Михалыч слез с потертого седла и стоял, потупив глаза, икая и пошатываясь.
— Тебе что, аль нехорошо, Михалыч? Умой лицо холодненькой.
Напевное «а» сквозило в голосе философа-заведующего.
— Михалыч, съезди с товарищем на Валерианскую дорожку, помоги могилку отыскать. Раскопать он просит, да разрешения нет. Пустое дело. Но ты покажи… Рубашку-то заправь. Да не упади, смотри, с велосипеда. Вы уж придерживайте его.
Он обволок меня голубым взглядом.
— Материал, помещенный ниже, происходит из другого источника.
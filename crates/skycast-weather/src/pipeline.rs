//! Forecast pipeline: preferred city or device location in, forecast state out.
//!
//! State is published on a `watch` channel so a presentation layer can
//! subscribe to transitions without the pipeline knowing how it renders.

use std::sync::atomic::{AtomicU64, Ordering};
use std::sync::Arc;
use std::time::Duration;

use parking_lot::Mutex;
use tokio::sync::watch;
use tracing::instrument;

use crate::client::ForecastSource;
use crate::debounce::Debouncer;
use crate::error::WeatherResult;
use crate::location::LocationResolver;
use crate::store::{KeyValueStore, CITY_KEY};
use crate::types::{ForecastQuery, ForecastResult, LocationCandidate, DEFAULT_FORECAST_DAYS};

/// Default quiet period before a typed search is sent
pub const DEFAULT_SEARCH_DEBOUNCE: Duration = Duration::from_millis(1500);

/// What the presentation layer should show
#[derive(Debug, Clone, PartialEq)]
pub enum ForecastState {
    /// A forecast fetch is in progress
    Loading,
    Ready(ForecastResult),
    /// Search results awaiting a selection
    Candidates(Vec<LocationCandidate>),
    /// Loading finished without a forecast; nothing is shown
    Failed,
}

impl ForecastState {
    pub fn is_loading(&self) -> bool {
        matches!(self, Self::Loading)
    }

    pub fn forecast(&self) -> Option<&ForecastResult> {
        match self {
            Self::Ready(result) => Some(result),
            _ => None,
        }
    }

    pub fn candidates(&self) -> &[LocationCandidate] {
        match self {
            Self::Candidates(list) => list,
            _ => &[],
        }
    }
}

#[derive(Debug, Clone, Copy)]
pub struct PipelineSettings {
    pub forecast_days: u32,
    pub search_debounce: Duration,
}

impl Default for PipelineSettings {
    fn default() -> Self {
        Self {
            forecast_days: DEFAULT_FORECAST_DAYS,
            search_debounce: DEFAULT_SEARCH_DEBOUNCE,
        }
    }
}

pub struct ForecastPipeline {
    store: KeyValueStore,
    resolver: LocationResolver,
    source: Arc<dyn ForecastSource>,
    settings: PipelineSettings,
    state: watch::Sender<ForecastState>,
    last_forecast: Mutex<Option<ForecastResult>>,
    /// Sequence number of the newest search, selection or blank input
    latest_search: AtomicU64,
    /// Sequence number of the newest cold start or selection
    latest_load: AtomicU64,
}

impl ForecastPipeline {
    pub fn new(
        store: KeyValueStore,
        resolver: LocationResolver,
        source: Arc<dyn ForecastSource>,
        settings: PipelineSettings,
    ) -> Self {
        let (state, _) = watch::channel(ForecastState::Loading);
        Self {
            store,
            resolver,
            source,
            settings,
            state,
            last_forecast: Mutex::new(None),
            latest_search: AtomicU64::new(0),
            latest_load: AtomicU64::new(0),
        }
    }

    pub fn subscribe(&self) -> watch::Receiver<ForecastState> {
        self.state.subscribe()
    }

    pub fn state(&self) -> ForecastState {
        self.state.borrow().clone()
    }

    /// The most recent successful forecast, kept while candidates are shown
    pub fn latest_forecast(&self) -> Option<ForecastResult> {
        self.last_forecast.lock().clone()
    }

    pub fn settings(&self) -> PipelineSettings {
        self.settings
    }

    fn transition(&self, next: ForecastState) {
        tracing::debug!("Pipeline state -> {}", state_name(&next));
        self.state.send_replace(next);
    }

    fn begin_load(&self) -> u64 {
        let seq = self.latest_load.fetch_add(1, Ordering::SeqCst) + 1;
        self.transition(ForecastState::Loading);
        seq
    }

    /// Load the first forecast: preferred city if one is stored, otherwise
    /// the device location. Failures are logged and leave `Failed`; nothing
    /// is retried. If a selection starts meanwhile, this load's outcome is
    /// dropped.
    ///
    /// # Errors
    /// Returns the failure that ended loading, after it has been logged.
    #[instrument(skip(self), level = "info")]
    pub async fn cold_start(&self) -> WeatherResult<()> {
        let seq = self.begin_load();
        let result = self.load_initial_forecast().await;
        self.finish_loading(seq, result)
    }

    async fn load_initial_forecast(&self) -> WeatherResult<ForecastResult> {
        let days = self.settings.forecast_days;
        let preferred = self.store.get(CITY_KEY).await?;

        let query = match preferred.filter(|city| !city.trim().is_empty()) {
            Some(city) => {
                tracing::info!("Fetching forecast for preferred city: {}", city);
                ForecastQuery::city(city, days)
            }
            None => {
                tracing::info!("No preferred city, resolving device location");
                let coordinate = self.resolver.resolve_current_location().await?;
                ForecastQuery::coordinates(coordinate, days)
            }
        };

        self.source.fetch_forecast(&query).await
    }

    /// Publish the outcome of load `seq` unless a newer load has started.
    fn finish_loading(&self, seq: u64, result: WeatherResult<ForecastResult>) -> WeatherResult<()> {
        let (next, outcome) = match result {
            Ok(forecast) => {
                tracing::info!(
                    "Forecast ready for {}",
                    forecast.location_name().unwrap_or("unknown location")
                );
                (ForecastState::Ready(forecast), Ok(()))
            }
            Err(e) => {
                tracing::error!("Error fetching weather data: {}", e);
                (ForecastState::Failed, Err(e))
            }
        };

        let published = self.state.send_if_modified(|state| {
            if self.latest_load.load(Ordering::SeqCst) != seq {
                return false;
            }
            if let ForecastState::Ready(forecast) = &next {
                *self.last_forecast.lock() = Some(forecast.clone());
            }
            tracing::debug!("Pipeline state -> {}", state_name(&next));
            *state = next;
            true
        });

        if !published {
            tracing::debug!("Discarding superseded forecast load #{}", seq);
        }
        outcome
    }

    /// Run a place search for settled input text.
    ///
    /// Whitespace-only text issues no request but still supersedes earlier
    /// searches. Results are published only if no newer search or selection
    /// started while this one was in flight.
    ///
    /// # Errors
    /// Returns the client failure; the current state is left unchanged.
    #[instrument(skip(self), level = "debug")]
    pub async fn search(&self, text: &str) -> WeatherResult<()> {
        let seq = self.latest_search.fetch_add(1, Ordering::SeqCst) + 1;

        if text.trim().is_empty() {
            tracing::debug!("Ignoring blank search input");
            return Ok(());
        }

        let candidates = match self.source.search_locations(text).await {
            Ok(list) => list,
            Err(e) => {
                tracing::error!("Location search for '{}' failed: {}", text, e);
                return Err(e);
            }
        };

        let published = self.state.send_if_modified(|state| {
            if self.latest_search.load(Ordering::SeqCst) != seq {
                return false;
            }
            *state = ForecastState::Candidates(candidates);
            true
        });

        if !published {
            tracing::debug!("Discarding stale results for '{}' (search #{})", text, seq);
        }
        Ok(())
    }

    /// Make `candidate` the preferred city and load its forecast.
    ///
    /// A failure to persist the city is logged and the fetch still runs.
    ///
    /// # Errors
    /// Returns the fetch failure; the state is then `Failed`.
    #[instrument(skip(self, candidate), fields(city = %candidate.name), level = "info")]
    pub async fn select(&self, candidate: &LocationCandidate) -> WeatherResult<()> {
        // Invalidate any search still in flight
        self.latest_search.fetch_add(1, Ordering::SeqCst);
        let seq = self.begin_load();

        match self.store.set(CITY_KEY, &candidate.name).await {
            Ok(()) => tracing::info!("Preferred city set to {}", candidate.name),
            Err(e) => tracing::warn!("Could not persist preferred city: {}", e),
        }

        let query = ForecastQuery::city(candidate.name.clone(), self.settings.forecast_days);
        let result = self.source.fetch_forecast(&query).await;
        self.finish_loading(seq, result)
    }

    /// Debounced search input bound to this pipeline.
    ///
    /// Push every keystroke's full text; a search runs once the text has been
    /// stable for the configured quiet period. Dropping the returned value
    /// cancels any pending search.
    pub fn search_input(self: &Arc<Self>) -> Debouncer<String> {
        let pipeline = Arc::clone(self);
        Debouncer::spawn(self.settings.search_debounce, move |text: String| {
            let pipeline = pipeline.clone();
            async move {
                // Failures are logged inside `search`
                let _ = pipeline.search(&text).await;
            }
        })
    }
}

fn state_name(state: &ForecastState) -> &'static str {
    match state {
        ForecastState::Loading => "loading",
        ForecastState::Ready(_) => "ready",
        ForecastState::Candidates(_) => "candidates",
        ForecastState::Failed => "failed",
    }
}

#[cfg(test)]
mod tests {
    use super::*;
    use serde_json::json;

    #[test]
    fn test_state_accessors() {
        let ready = ForecastState::Ready(ForecastResult::new(json!({"location": {"name": "Rome"}})));
        assert_eq!(ready.forecast().and_then(|f| f.location_name()), Some("Rome"));
        assert!(ready.candidates().is_empty());
        assert!(!ready.is_loading());

        let failed = ForecastState::Failed;
        assert!(failed.forecast().is_none());
        assert!(ForecastState::Loading.is_loading());
    }

    #[test]
    fn test_default_settings() {
        let settings = PipelineSettings::default();
        assert_eq!(settings.forecast_days, 7);
        assert_eq!(settings.search_debounce, Duration::from_millis(1500));
    }
}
Вздохнул.
— Ох, не выйдет у вас, упрямый человек.
Мимо церквушки, прокуренной ладаном, мимо милиционеров с собакой, вдоль ряда полуразрушенных склепов дребезжал велосипед Михалыча. Я плелся следом. Визжала и соскальзывала ржавая цепь. Оторвавшись на полсотни метров, он дожидался. Вместе натягивали негнувшиеся звенья на шестеренки. Дед делал очередной рывок.
Продвигаясь вдоль тонкой трубы летнего водопровода, мы пересекали зеленый некрополь.
Неожиданно Михалыч свернул. Поспевая за ним, я заметил на синей эмалированной табличке «Валерианская дорожка» — никогда не был здесь и места, разумеется, не знал, но торопливо обошел старика, он остановился хлебнуть воды из крана. Я не вглядывался в трудноразборчивые надписи. Номер могилы? Где уж тут было могилы считать. Но вскоре оказался в неглубоком тупичке — метров пятьдесят от Валерианской дорожки. Свежая могила была с самого края. Одна.